I was recently asked to cast an eye upon the web and make a few comments on what I see coming up soon. Of course, any decent star gazing activity should be accompanied by some up front historical context and grounding. Lets begin.

2006 was the year when UGC and virals really came to the fore, created by a few and watched by many. This has since been absorbed into our routine understanding of the internet although the buzzword ‘viral’ does still continue to crop up. Definitely read ‘All Virals are Black Swans‘ by Jerome Courtial on Knitware for a quick reality check and then wade in on ‘Are Marketers hiding behind UGC?‘ asked out aloud by Martyn Perks on Netimperative for some good insight and a quick recap.

2007 was the year of Social Networking, and social networking as we know it has not at all passed and probably won’t, but instead will become more integrated into the finer parts of our day to day communications and interactions in the contexts of our personal lives, our businesses and our passions (politics, sports, gaming, fashion ..).

There will still be strong milage in social networks, as mobile platforms open up a new dimension with peer comms/interactions more available to us on the go, exposing us to valued and trusted opinion from friends or personalities of authority that will influence our decisions to buy, to participate in events, to socialise and influence how we benefit from these connections.

There is also strong milage in the 3D aspects of social networking, which has dipped below public media awareness for the time being (ref: Second Life et al), but will definitely re-emerge when technology catches up, delivering social networks in 3D through the web as a delivery network, established as a game/platform, but experienced with devices such as digital mirrors in our homes/bedrooms, goggles and in the coming years holographics. Holographics will also greatly expand the potential use of miniature mobile devices that will project displays onto surfaces and into 3D space. All of this continues to hold strong ties to social networking.

Specific mentions of MySpace, Facebook and their competition, most of these platforms are maturing into strong media partners that harvest eye-balls and personal data for the benefit of brands and businesses selling product. This is becoming the business model, but should never be confused with the reasons why people use the networks in the first place. They should tread with care and remember where they come from, or else they will most definitely be surpassed by new networks. It is easy to see the necessary lure of business success that is offered by entertainment brands, music labels and broadcasters who themselves are required to find new ways to get their product to paying consumers.

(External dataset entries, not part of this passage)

//! The internal document-mutation model the walker builds up and the
//! assembler (`crate::assemble`) turns into an ordered [`Operation`] list.

/// A single Google Docs `batchUpdate` request, in the shape the Converter
/// reasons about internally (absolute 1-based indices, already resolved).
#[derive(Debug, Clone, PartialEq)]
pub enum Operation {
    InsertText {
        index: usize,
        text: String,
    },
    InsertInlineImage {
        index: usize,
        uri: String,
    },
    InsertTable {
        index: usize,
        rows: usize,
        columns: usize,
    },
    UpdateTextStyle {
        start: usize,
        end: usize,
        style: TextStyle,
    },
    UpdateParagraphStyle {
        start: usize,
        end: usize,
        style: ParagraphStyle,
    },
    CreateParagraphBullets {
        start: usize,
        end: usize,
        preset: BulletPreset,
    },
    DeleteParagraphBullets {
        start: usize,
        end: usize,
    },
}

/// A run of inline character formatting. Each `Some` field names a Docs
/// `TextStyle` field that this update touches; the fields mask sent to the
/// API (see [`TextStyle::fields_mask`]) is derived directly from which
/// fields are set.
#[derive(Debug, Clone, Default, PartialEq)]
pub struct TextStyle {
    pub bold: Option<bool>,
    pub italic: Option<bool>,
    pub underline: Option<bool>,
    pub strikethrough: Option<bool>,
    pub link_url: Option<String>,
    pub font_family: Option<String>,
    pub foreground_color: Option<RgbColor>,
    pub background_color: Option<RgbColor>,
}

impl TextStyle {
    pub fn bold() -> Self {
        TextStyle {
            bold: Some(true),
            ..Default::default()
        }
    }

    pub fn italic() -> Self {
        TextStyle {
            italic: Some(true),
            ..Default::default()
        }
    }

    pub fn strikethrough() -> Self {
        TextStyle {
            strikethrough: Some(true),
            ..Default::default()
        }
    }

    pub fn code() -> Self {
        TextStyle {
            font_family: Some("Consolas".to_owned()),
            ..Default::default()
        }
    }

    pub fn link(url: String) -> Self {
        TextStyle {
            link_url: Some(url),
            underline: Some(true),
            foreground_color: Some(RgbColor::LINK_BLUE),
            ..Default::default()
        }
    }

    /// Comma-separated list of the Docs API field names this style touches,
    /// as required alongside any `updateTextStyle` request.
    pub fn fields_mask(&self) -> String {
        let mut fields = Vec::new();
        if self.bold.is_some() {
            fields.push("bold");
        }
        if self.italic.is_some() {
            fields.push("italic");
        }
        if self.underline.is_some() {
            fields.push("underline");
        }
        if self.strikethrough.is_some() {
            fields.push("strikethrough");
        }
        if self.link_url.is_some() {
            fields.push("link");
        }
        if self.font_family.is_some() {
            fields.push("weightedFontFamily");
        }
        if self.foreground_color.is_some() {
            fields.push("foregroundColor");
        }
        if self.background_color.is_some() {
            fields.push("backgroundColor");
        }
        fields.join(",")
    }
}

#[derive(Debug, Clone, Copy, PartialEq)]
pub struct RgbColor {
    pub red: f32,
    pub green: f32,
    pub blue: f32,
}

impl RgbColor {
    pub const LINK_BLUE: RgbColor = RgbColor {
        red: 0.06,
        green: 0.33,
        blue: 0.80,
    };

    pub const CODE_BACKGROUND: RgbColor = RgbColor {
        red: 0.961,
        green: 0.961,
        blue: 0.961,
    };

    pub const BLOCKQUOTE_BORDER: RgbColor = RgbColor {
        red: 0.7,
        green: 0.7,
        blue: 0.7,
    };
}

/// A run of paragraph-level formatting.
#[derive(Debug, Clone, Default, PartialEq)]
pub struct ParagraphStyle {
    pub named_style_type: Option<NamedStyleType>,
    pub indent_start_pt: Option<f64>,
    pub indent_first_line_pt: Option<f64>,
    pub indent_end_pt: Option<f64>,
    pub border_left: Option<Border>,
    pub border_bottom: Option<Border>,
    pub shading_background: Option<RgbColor>,
}

impl ParagraphStyle {
    pub fn named_style(named_style_type: NamedStyleType) -> Self {
        ParagraphStyle {
            named_style_type: Some(named_style_type),
            ..Default::default()
        }
    }

    pub fn blockquote(depth: u32) -> Self {
        let indent = 36.0 * depth as f64;
        ParagraphStyle {
            indent_start_pt: Some(indent),
            indent_first_line_pt: Some(indent),
            border_left: Some(Border {
                width_pt: 3.0,
                color: RgbColor::BLOCKQUOTE_BORDER,
                padding_pt: 12.0,
            }),
            ..Default::default()
        }
    }

    pub fn code_fence() -> Self {
        ParagraphStyle {
            shading_background: Some(RgbColor::CODE_BACKGROUND),
            ..Default::default()
        }
    }

    pub fn rule() -> Self {
        ParagraphStyle {
            border_bottom: Some(Border {
                width_pt: 1.0,
                color: RgbColor::BLOCKQUOTE_BORDER,
                padding_pt: 1.0,
            }),
            ..Default::default()
        }
    }

    pub fn fields_mask(&self) -> String {
        let mut fields = Vec::new();
        if self.named_style_type.is_some() {
            fields.push("namedStyleType");
        }
        if self.indent_start_pt.is_some() {
            fields.push("indentStart");
        }
        if self.indent_first_line_pt.is_some() {
            fields.push("indentFirstLine");
        }
        if self.indent_end_pt.is_some() {
            fields.push("indentEnd");
        }
        if self.border_left.is_some() {
            fields.push("borderLeft");
        }
        if self.border_bottom.is_some() {
            fields.push("borderBottom");
        }
        if self.shading_background.is_some() {
            fields.push("shading");
        }
        fields.join(",")
    }
}

#[derive(Debug, Clone, Copy, PartialEq)]
pub struct Border {
    pub width_pt: f64,
    pub color: RgbColor,
    pub padding_pt: f64,
}

#[derive(Debug, Clone, Copy, PartialEq, Eq)]
pub enum NamedStyleType {
    Normal,
    Title,
    Heading1,
    Heading2,
    Heading3,
    Heading4,
    Heading5,
    Heading6,
}

impl NamedStyleType {
    pub fn from_heading_level(level: markdown_ast::HeadingLevel) -> Self {
        use markdown_ast::HeadingLevel::*;
        match level {
            H1 => NamedStyleType::Heading1,
            H2 => NamedStyleType::Heading2,
            H3 => NamedStyleType::Heading3,
            H4 => NamedStyleType::Heading4,
            H5 => NamedStyleType::Heading5,
            H6 => NamedStyleType::Heading6,
        }
    }
}

#[derive(Debug, Clone, Copy, PartialEq, Eq)]
pub enum BulletPreset {
    BulletDiscCircleSquare,
    NumberedDecimalAlphaRoman,
}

2007 was also the year of Social Network Apps, widgets and hacks. In many ways their visual identities have become clichéd with aqua-esk bubbling interfaces that call out for the user’s attention consistently, bearing a likeness to becoming unwanted and passé. App-spam is in part to blame (ref: Facebook) with close resemblance to email spam and pop-up alerts that are more appropriate to the nether realms of the darker internet. These apps essentially provide novel interfaces that act to display dynamic information feeds that are personal and of interest to a single user. Social network apps go farther to provide awareness of peers, their activities and interests and move to add depth to the experience of online social networking. (ask me more about a breakdown of apps usage)

Here today
2008 is definitely a year of the mobile platform. We’re seeing the emergence of smartphones with touch screens beginning to surpass other traditional handheld phones and take the headlines. We keep these devices with us almost 24/7 along with our keys and money, and technology has now reached a point in delivering communications services, entertainment, business productivity and the internet through these miniature consoles and tailored all the time to us as a single user.

Apple has been taking most of the headlines, while the Google Android platform shows strong promise. Every other vendor is getting into this as well. An extremely significant change is in the way we use the devices, no longer just through a limited vendor locked interface, but rather more akin to the free-agent nature of our wireless, deskless personal computers, open to running any software we choose, fulfilling our needs on an almost limitless scale of applicability. Essential, its the emergence of the mobile device as an open platform for applications that will set it free. This is it’s year. Be sure to read what David Armano, VP of Experience Design at Critical Mass has to say on the subject.